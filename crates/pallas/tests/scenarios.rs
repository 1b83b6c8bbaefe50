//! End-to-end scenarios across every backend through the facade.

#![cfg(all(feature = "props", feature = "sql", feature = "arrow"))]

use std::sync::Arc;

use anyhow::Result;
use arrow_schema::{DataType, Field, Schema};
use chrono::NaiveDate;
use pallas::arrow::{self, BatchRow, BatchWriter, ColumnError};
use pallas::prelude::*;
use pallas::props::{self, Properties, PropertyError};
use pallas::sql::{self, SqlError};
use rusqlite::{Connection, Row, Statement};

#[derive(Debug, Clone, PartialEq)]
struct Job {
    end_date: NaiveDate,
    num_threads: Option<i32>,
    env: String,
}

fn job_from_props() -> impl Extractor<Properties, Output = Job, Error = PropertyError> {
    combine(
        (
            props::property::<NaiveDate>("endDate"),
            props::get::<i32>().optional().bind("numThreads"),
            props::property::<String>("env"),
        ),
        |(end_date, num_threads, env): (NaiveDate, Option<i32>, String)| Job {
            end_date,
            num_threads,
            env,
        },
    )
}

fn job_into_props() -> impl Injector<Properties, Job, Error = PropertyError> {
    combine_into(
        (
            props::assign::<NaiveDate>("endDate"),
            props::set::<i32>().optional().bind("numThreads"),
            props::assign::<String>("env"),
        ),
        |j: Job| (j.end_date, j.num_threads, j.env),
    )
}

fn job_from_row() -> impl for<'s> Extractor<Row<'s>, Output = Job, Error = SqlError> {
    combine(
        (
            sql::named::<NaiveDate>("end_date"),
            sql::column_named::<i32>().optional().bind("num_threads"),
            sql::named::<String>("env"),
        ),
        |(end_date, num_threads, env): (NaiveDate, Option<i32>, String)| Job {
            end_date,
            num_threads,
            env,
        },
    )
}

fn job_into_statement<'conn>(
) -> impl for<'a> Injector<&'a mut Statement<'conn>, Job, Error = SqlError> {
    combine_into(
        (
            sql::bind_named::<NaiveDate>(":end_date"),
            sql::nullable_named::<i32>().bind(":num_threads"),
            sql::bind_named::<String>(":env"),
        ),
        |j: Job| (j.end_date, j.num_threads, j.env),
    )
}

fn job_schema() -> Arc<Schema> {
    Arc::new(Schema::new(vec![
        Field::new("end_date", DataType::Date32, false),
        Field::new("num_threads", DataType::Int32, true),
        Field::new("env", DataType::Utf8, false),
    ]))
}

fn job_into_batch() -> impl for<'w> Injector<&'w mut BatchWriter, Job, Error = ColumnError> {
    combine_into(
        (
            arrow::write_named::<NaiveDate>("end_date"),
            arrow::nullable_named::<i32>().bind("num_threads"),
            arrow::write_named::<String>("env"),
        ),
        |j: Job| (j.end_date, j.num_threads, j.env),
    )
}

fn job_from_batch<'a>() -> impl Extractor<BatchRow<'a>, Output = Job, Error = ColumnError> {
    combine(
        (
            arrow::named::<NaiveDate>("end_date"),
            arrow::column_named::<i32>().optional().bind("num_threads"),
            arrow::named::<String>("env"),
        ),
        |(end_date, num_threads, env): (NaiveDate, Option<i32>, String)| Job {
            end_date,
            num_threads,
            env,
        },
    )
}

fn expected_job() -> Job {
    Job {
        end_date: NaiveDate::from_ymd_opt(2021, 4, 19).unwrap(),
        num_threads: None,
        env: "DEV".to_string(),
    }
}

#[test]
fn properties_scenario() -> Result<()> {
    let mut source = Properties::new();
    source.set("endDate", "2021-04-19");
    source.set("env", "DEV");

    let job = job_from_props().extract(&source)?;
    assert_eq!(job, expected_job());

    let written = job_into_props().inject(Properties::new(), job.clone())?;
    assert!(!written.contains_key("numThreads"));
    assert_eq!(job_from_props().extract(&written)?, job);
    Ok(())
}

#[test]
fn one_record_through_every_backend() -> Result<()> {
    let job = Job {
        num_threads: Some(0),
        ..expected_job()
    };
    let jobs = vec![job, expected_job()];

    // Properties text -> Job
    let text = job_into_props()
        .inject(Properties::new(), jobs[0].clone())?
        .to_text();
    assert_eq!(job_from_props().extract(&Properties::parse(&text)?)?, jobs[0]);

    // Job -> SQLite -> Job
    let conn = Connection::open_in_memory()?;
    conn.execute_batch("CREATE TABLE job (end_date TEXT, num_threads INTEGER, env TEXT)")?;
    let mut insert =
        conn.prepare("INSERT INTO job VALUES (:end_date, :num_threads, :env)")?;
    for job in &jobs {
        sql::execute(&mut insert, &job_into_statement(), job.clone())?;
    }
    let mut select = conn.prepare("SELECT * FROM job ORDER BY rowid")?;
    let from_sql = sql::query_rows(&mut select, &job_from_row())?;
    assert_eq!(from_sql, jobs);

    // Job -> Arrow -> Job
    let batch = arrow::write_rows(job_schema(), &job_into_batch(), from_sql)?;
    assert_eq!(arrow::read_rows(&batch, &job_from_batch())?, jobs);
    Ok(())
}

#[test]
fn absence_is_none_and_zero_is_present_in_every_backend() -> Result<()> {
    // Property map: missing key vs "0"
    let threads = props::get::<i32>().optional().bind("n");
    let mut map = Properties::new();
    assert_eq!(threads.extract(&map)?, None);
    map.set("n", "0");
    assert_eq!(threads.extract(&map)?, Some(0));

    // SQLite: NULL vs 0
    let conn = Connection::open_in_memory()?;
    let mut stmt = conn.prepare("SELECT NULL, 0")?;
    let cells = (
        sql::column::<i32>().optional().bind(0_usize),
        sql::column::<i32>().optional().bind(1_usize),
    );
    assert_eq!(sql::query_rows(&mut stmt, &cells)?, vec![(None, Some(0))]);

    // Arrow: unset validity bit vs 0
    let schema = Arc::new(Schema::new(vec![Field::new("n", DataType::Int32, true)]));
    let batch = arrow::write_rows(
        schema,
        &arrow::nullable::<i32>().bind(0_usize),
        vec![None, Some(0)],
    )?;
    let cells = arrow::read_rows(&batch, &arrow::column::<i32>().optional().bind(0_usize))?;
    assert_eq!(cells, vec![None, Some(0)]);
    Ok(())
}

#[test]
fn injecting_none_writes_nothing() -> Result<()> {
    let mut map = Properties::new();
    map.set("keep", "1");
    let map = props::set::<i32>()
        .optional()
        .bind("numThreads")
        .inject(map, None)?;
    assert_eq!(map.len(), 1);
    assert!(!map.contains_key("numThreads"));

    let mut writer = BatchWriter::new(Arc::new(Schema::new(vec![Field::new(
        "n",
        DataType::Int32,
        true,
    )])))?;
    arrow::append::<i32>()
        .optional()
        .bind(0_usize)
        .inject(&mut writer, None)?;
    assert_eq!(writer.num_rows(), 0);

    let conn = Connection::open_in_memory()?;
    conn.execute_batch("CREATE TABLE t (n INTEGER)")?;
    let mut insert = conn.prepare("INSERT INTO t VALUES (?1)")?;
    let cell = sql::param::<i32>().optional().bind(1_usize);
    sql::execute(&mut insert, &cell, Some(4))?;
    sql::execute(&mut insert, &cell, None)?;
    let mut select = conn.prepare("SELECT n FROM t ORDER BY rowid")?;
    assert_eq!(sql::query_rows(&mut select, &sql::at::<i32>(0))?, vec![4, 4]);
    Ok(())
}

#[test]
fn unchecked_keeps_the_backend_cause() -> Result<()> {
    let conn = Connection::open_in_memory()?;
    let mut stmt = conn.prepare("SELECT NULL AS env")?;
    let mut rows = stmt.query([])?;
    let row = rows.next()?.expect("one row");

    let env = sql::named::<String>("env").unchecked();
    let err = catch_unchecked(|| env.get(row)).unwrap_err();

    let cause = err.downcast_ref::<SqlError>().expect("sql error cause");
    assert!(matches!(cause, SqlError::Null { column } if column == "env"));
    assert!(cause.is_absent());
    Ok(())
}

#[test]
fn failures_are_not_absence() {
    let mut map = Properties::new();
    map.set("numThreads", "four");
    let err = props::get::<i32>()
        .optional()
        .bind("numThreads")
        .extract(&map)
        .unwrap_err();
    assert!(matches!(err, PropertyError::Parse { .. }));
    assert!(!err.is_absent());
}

**What is being asked:** For every line above that holds the word "VALUES", report the whole line.

**Solved exercise:**
        conn.prepare("INSERT INTO job VALUES (:end_date, :num_threads, :env)")?;
    let mut insert = conn.prepare("INSERT INTO t VALUES (?1)")?;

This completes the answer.